Pas question de déroger à la règle. Une fois n’est pas coutume, à l’approche du célèbre concours de chant européen le 23 mai prochain, les mordu.e.s français.e.s de l’Eurovision se sont donné rendez-vous dimanche 26 avril au Théâtre Adyar à Paris, dans l’optique d’élaborer leur classement de cette édition 2015. Avec près de 40 chansons à passer au crible, le moins qu’on puisse dire, c’est qu’il y a du pain sur la planche. Raison de plus pour convoquer tout ce petit monde dès 9h15. «Quatre vingt huit personnes étaient présents dès ce matin, la fréquentation est en hausse», se réjouit Stéphane, le président d’Eurofans. «Nous comptons désormais plus de 300 adhérents», poursuit-il. «Il y a eu un effet Conchita Wurst. Après la victoire de la représentante autrichienne, nous avons engrangé 74 nouveaux membres ! Ces previews, c’est notre événement phare. Quand je pense que pour la première édition en 1998, les fans étaient simplement agglutinés devant un petit écran, et qu’aujourd’hui, nous organisons cette journée spéciale dans un grand théâtre…»

Au boulot, donc. Afin d’établir leur classement, les aficionados s’apprêtent à voter dans les mêmes conditions que celles proposées par le show. Les règles sont d’ailleurs rappelées par Ethan, l’animateur de la journée : il faudra d’abord disséquer les 33 morceaux des deux demi-finales, selon le même ordre de passage que celui des deux émissions des 19 et 21 mai prochains. Après avoir visionné tous ces clips, des points seront attribués à l’image de ce qui se fait chaque année lors de l’Eurovision, pour retenir 20 titres qui viendront se greffer à la finale de l’après-midi. Ces vingt-là rejoindront alors les représentants du «Big 5» (France, Italie, Royaume-Uni, Allemagne et Espagne), sélectionnés d’office, ainsi que l’Autriche – vainqueur de l’an passé et organisateur de la joute musicale à Vienne cette année – et l’Australie, invitée exceptionnellement à prendre part à la fête (lire: Eurovision: Pourquoi l’Australie participera à l’édition 2015).

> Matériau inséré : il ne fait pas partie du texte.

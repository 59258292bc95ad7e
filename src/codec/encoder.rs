//! Opus encoder wrapper
//!
//! Used by the transmitter tool to produce frames a receiver accepts.

use bytes::Bytes;
use opus::{Application, Channels, Encoder};

use crate::error::CodecError;

/// Largest packet libopus produces for a single frame
const MAX_PACKET_SIZE: usize = 1275;

/// Encoder settings
#[derive(Debug, Clone, PartialEq)]
pub struct EncoderSettings {
    pub sample_rate: u32,
    pub channels: u16,
    /// Samples per channel per frame
    pub frame_size: usize,
    pub bitrate: u32,
    pub application: Application,
}

impl EncoderSettings {
    pub fn frame_size_from_ms(sample_rate: u32, frame_ms: f32) -> usize {
        (sample_rate as f32 * frame_ms / 1000.0) as usize
    }

    pub fn frame_duration_ms(&self) -> f32 {
        self.frame_size as f32 * 1000.0 / self.sample_rate as f32
    }
}

/// Opus encoder wrapper
pub struct OpusEncoder {
    encoder: Encoder,
    settings: EncoderSettings,
    /// Encoding buffer (reused to avoid allocations)
    encode_buffer: Vec<u8>,
    frames_encoded: u64,
    bytes_produced: u64,
}

impl OpusEncoder {
    pub fn new(settings: EncoderSettings) -> Result<Self, CodecError> {
        let channels = match settings.channels {
            1 => Channels::Mono,
            2 => Channels::Stereo,
            _ => {
                return Err(CodecError::EncoderInit(format!(
                    "Unsupported channel count: {}",
                    settings.channels
                )))
            }
        };

        let mut encoder = Encoder::new(settings.sample_rate, channels, settings.application)
            .map_err(|e| CodecError::EncoderInit(e.to_string()))?;

        encoder
            .set_bitrate(opus::Bitrate::Bits(settings.bitrate as i32))
            .map_err(|e| CodecError::EncoderInit(format!("Failed to set bitrate: {}", e)))?;

        Ok(Self {
            encoder,
            settings,
            encode_buffer: vec![0u8; MAX_PACKET_SIZE],
            frames_encoded: 0,
            bytes_produced: 0,
        })
    }

    /// 20 ms frames at 128 kbit/s
    pub fn music(sample_rate: u32, channels: u16) -> Result<Self, CodecError> {
        Self::new(EncoderSettings {
            sample_rate,
            channels,
            frame_size: EncoderSettings::frame_size_from_ms(sample_rate, 20.0),
            bitrate: 128_000,
            application: Application::Audio,
        })
    }

    /// Encodes interleaved 16 bit samples; the length must be one full frame.
    pub fn encode(&mut self, samples: &[i16]) -> Result<Bytes, CodecError> {
        if samples.len() != self.samples_per_frame() {
            return Err(CodecError::InvalidFrameSize(samples.len()));
        }

        let size = self
            .encoder
            .encode(samples, &mut self.encode_buffer)
            .map_err(|e| CodecError::EncodingFailed(e.to_string()))?;

        self.frames_encoded += 1;
        self.bytes_produced += size as u64;

        Ok(Bytes::copy_from_slice(&self.encode_buffer[..size]))
    }

    pub fn settings(&self) -> &EncoderSettings {
        &self.settings
    }

    /// Samples per channel per frame
    pub fn frame_size(&self) -> usize {
        self.settings.frame_size
    }

    /// Interleaved samples per frame
    pub fn samples_per_frame(&self) -> usize {
        self.settings.frame_size * self.settings.channels as usize
    }

    pub fn frame_duration_ms(&self) -> f32 {
        self.settings.frame_duration_ms()
    }

    pub fn stats(&self) -> EncoderStats {
        EncoderStats {
            frames_encoded: self.frames_encoded,
            bytes_produced: self.bytes_produced,
            average_frame_size: if self.frames_encoded > 0 {
                self.bytes_produced as f32 / self.frames_encoded as f32
            } else {
                0.0
            },
        }
    }
}

/// Encoder statistics
#[derive(Debug, Clone)]
pub struct EncoderStats {
    pub frames_encoded: u64,
    pub bytes_produced: u64,
    pub average_frame_size: f32,
}

#[cfg(test)]
mod tests {
    use super::*;
    use crate::constants::MAX_ENCODED_FRAME_SIZE;

    #[test]
    fn test_encoder_creation() {
        let encoder = OpusEncoder::music(48000, 2).unwrap();
        assert_eq!(encoder.settings().sample_rate, 48000);
        assert_eq!(encoder.frame_size(), 960);
        assert!((encoder.frame_duration_ms() - 20.0).abs() < 0.1);
    }

    #[test]
    fn test_encoded_frames_fit_receiver_limit() {
        let mut encoder = OpusEncoder::music(48000, 2).unwrap();
        let samples: Vec<i16> = (0..encoder.samples_per_frame())
            .map(|i| ((i as f32 * 0.05).sin() * 8000.0) as i16)
            .collect();

        let encoded = encoder.encode(&samples).unwrap();
        assert!(!encoded.is_empty());
        assert!(encoded.len() <= MAX_ENCODED_FRAME_SIZE);
        assert_eq!(encoder.stats().frames_encoded, 1);
    }

    #[test]
    fn test_wrong_frame_length_rejected() {
        let mut encoder = OpusEncoder::music(48000, 2).unwrap();
        assert!(matches!(
            encoder.encode(&[0i16; 10]),
            Err(CodecError::InvalidFrameSize(10))
        ));
    }
}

LES PASSIONNÉ.E.S SONT DISSIPÉ.E.S
L’ambiance, elle, n’est pas très studieuse. Les passionné.e.s sont dissipé.e.s ! À chaque apparition de nouveaux ou nouvelles interprètes, ça commente à tout va. Avec bienveillance, parfois. Mais le plus souvent, avec amusement et excès. «Nul à chier», entend-on parfois.

Pour la chanson russe, ça hue à tout-va. À l’inverse, le jeune Belge Loïc Nottet semble remporter de nombreux suffrages…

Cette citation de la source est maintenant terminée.